Your instructions — Copy out each line featuring the string "persisted" from the entries beneath.

[Exercise data — start]

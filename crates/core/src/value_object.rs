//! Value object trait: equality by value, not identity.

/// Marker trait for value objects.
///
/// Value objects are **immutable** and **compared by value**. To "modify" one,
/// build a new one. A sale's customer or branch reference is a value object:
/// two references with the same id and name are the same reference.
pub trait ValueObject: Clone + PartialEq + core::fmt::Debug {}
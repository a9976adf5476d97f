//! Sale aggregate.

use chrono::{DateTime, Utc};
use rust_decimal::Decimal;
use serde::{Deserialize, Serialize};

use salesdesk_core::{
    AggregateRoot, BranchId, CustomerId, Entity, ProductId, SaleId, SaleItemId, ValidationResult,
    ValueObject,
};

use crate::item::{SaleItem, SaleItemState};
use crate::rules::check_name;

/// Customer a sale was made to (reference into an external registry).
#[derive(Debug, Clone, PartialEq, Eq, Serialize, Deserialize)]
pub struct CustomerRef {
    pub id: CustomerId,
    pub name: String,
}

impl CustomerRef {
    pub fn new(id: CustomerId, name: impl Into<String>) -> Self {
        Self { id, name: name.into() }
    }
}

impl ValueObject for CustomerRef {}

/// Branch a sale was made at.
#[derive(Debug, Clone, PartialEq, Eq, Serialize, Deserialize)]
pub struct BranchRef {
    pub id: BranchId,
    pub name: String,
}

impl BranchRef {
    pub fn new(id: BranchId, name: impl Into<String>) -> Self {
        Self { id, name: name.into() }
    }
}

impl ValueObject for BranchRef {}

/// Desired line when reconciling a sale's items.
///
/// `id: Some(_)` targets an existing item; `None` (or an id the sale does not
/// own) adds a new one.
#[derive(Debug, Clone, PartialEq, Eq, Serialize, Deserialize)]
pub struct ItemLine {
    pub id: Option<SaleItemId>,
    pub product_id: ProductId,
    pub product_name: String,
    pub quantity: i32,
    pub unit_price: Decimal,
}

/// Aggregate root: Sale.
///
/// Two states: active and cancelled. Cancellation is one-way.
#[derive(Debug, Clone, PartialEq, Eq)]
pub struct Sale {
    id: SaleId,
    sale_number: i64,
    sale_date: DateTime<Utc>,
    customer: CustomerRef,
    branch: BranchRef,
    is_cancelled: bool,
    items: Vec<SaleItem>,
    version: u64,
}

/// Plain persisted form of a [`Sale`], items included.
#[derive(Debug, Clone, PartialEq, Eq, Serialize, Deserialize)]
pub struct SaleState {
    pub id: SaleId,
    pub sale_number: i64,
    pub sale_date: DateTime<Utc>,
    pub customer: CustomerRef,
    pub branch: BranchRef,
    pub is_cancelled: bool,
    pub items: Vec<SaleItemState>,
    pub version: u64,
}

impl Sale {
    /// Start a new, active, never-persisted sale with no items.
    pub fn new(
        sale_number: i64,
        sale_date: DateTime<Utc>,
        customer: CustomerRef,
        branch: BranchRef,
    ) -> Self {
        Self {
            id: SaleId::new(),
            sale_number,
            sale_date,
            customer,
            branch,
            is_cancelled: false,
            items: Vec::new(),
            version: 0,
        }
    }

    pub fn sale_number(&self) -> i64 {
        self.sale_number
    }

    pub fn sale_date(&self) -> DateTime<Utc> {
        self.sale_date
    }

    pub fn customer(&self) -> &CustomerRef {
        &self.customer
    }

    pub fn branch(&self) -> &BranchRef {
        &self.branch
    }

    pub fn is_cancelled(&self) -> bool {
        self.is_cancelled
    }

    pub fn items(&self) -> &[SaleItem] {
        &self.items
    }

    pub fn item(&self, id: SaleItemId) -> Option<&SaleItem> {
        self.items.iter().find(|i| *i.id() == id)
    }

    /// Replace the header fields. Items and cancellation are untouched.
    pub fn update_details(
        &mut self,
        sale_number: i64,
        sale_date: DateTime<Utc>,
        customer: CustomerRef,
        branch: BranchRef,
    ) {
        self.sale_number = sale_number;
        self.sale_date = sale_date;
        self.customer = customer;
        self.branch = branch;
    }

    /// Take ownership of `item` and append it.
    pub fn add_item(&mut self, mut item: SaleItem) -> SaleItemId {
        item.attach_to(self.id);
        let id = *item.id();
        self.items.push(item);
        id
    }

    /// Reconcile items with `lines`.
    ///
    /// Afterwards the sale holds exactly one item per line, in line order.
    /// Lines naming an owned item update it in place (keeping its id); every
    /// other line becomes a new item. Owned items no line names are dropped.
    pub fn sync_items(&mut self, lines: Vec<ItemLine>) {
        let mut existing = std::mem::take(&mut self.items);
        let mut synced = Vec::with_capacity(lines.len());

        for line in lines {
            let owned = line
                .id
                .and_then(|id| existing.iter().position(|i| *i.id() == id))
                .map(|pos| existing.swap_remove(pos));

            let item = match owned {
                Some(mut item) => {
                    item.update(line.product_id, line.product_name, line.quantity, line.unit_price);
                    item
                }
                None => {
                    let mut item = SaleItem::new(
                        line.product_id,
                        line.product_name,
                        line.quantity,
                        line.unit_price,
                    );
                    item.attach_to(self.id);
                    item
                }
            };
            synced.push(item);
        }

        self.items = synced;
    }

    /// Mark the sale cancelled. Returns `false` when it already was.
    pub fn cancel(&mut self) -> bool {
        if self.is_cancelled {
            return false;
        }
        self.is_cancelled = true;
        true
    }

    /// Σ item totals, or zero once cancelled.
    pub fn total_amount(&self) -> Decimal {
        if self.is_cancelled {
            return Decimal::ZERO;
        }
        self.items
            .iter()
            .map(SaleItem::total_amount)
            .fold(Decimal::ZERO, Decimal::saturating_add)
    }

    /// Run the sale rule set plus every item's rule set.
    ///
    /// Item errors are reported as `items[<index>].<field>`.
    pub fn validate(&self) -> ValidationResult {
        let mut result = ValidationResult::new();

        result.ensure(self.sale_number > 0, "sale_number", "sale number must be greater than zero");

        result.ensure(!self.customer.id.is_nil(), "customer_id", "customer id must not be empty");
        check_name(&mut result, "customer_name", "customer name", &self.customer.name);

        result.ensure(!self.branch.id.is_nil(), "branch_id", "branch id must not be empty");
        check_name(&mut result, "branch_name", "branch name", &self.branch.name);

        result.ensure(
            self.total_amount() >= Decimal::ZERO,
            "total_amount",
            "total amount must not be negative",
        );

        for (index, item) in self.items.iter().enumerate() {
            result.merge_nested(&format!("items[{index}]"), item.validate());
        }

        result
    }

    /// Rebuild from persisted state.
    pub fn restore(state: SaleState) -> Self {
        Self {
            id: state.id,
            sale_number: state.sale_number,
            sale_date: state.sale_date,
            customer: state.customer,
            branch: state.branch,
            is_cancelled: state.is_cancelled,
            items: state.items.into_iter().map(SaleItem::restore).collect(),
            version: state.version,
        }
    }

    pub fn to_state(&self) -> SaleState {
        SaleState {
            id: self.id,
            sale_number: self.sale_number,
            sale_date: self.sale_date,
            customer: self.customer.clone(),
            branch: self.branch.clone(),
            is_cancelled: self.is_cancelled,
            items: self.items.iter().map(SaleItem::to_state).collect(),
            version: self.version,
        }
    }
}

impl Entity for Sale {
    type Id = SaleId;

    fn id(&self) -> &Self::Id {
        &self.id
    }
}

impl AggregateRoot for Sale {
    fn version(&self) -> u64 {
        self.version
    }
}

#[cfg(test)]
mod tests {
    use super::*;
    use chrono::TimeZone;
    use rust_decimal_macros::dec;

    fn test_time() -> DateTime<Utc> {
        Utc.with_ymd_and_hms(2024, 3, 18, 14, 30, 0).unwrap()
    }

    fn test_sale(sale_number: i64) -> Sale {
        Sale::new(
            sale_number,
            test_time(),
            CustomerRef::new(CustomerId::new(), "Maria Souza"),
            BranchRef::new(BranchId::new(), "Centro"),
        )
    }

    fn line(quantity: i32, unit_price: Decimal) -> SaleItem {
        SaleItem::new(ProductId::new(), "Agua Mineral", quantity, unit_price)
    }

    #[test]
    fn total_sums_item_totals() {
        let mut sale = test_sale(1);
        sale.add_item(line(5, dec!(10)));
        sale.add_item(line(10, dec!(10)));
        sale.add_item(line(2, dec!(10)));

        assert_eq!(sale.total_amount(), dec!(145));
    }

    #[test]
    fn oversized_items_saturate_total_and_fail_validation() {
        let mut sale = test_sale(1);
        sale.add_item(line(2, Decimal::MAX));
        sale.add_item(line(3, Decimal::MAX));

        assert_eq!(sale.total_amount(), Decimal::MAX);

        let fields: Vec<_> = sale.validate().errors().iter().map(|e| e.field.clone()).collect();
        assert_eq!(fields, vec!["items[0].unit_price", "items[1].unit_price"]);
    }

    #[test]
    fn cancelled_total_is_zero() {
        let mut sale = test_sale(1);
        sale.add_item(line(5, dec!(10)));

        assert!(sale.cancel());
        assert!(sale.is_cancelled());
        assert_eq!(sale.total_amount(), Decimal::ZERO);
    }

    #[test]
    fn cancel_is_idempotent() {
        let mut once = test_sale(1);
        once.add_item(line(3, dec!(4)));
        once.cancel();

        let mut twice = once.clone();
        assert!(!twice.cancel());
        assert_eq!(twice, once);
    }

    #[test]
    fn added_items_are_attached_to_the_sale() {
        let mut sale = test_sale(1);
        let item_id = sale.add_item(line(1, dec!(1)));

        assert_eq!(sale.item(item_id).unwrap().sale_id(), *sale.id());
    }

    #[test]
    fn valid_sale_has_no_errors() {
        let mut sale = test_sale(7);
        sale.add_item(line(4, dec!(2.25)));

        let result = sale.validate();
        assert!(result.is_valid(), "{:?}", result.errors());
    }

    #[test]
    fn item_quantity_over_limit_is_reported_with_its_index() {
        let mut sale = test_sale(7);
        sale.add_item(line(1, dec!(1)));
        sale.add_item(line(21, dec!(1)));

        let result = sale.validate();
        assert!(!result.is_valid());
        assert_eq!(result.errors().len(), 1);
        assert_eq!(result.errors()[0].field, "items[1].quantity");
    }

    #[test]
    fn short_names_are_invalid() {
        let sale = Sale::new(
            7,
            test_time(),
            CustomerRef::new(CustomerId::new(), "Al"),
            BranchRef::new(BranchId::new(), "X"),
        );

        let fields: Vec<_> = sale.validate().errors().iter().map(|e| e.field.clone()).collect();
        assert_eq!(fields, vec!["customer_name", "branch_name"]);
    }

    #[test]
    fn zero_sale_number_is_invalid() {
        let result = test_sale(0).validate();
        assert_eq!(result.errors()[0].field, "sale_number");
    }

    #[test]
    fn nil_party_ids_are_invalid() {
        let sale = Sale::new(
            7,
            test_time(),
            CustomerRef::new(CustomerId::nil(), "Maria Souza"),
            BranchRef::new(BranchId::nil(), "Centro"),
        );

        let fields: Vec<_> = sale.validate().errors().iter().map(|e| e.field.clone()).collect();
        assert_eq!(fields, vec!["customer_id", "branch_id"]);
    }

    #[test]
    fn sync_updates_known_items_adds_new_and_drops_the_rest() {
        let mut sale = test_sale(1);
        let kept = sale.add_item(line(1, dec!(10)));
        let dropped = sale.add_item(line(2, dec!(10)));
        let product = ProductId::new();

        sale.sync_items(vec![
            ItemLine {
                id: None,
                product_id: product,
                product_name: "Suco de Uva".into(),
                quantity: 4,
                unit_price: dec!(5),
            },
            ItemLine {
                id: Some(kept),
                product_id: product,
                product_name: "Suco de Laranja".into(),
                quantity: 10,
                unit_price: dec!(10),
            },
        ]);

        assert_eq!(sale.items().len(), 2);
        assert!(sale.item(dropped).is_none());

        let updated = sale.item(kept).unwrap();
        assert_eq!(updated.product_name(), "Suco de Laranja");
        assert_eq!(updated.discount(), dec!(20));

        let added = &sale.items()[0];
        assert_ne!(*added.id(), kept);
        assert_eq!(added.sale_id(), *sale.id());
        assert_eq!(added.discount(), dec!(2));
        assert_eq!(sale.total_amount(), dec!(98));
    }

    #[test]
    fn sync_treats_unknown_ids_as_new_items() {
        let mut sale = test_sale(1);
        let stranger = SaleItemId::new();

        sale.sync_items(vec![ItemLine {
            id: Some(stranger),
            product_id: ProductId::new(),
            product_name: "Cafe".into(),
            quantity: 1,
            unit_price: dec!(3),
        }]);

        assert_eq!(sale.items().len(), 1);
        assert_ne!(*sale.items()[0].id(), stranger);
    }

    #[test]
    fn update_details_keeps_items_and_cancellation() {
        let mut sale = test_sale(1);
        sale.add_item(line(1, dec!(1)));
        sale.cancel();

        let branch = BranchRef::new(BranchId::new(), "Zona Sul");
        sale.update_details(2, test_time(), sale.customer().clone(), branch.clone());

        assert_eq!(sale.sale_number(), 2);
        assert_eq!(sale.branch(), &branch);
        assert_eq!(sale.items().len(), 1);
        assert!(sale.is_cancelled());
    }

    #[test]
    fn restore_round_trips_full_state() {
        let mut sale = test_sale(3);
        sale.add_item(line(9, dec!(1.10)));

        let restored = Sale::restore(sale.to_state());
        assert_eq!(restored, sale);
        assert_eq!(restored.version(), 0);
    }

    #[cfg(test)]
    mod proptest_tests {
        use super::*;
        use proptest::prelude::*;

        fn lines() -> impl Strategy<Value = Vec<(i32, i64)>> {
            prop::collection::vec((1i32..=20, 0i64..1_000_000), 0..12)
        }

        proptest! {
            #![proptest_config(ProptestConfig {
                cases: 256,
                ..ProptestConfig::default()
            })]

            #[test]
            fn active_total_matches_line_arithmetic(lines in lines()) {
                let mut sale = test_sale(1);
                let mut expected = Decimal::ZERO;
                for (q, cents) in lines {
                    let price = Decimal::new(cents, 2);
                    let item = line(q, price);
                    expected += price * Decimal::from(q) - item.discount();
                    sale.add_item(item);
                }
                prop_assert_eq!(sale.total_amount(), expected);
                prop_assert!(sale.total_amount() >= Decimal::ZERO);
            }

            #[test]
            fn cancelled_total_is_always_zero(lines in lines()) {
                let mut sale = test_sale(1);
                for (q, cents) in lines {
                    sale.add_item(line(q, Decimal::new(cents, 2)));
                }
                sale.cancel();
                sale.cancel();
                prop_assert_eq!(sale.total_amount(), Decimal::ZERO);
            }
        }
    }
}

[Exercise data — finish]

Response area —
/// Plain persisted form of a [`Sale`], items included.
    /// Start a new, active, never-persisted sale with no items.
    /// Rebuild from persisted state.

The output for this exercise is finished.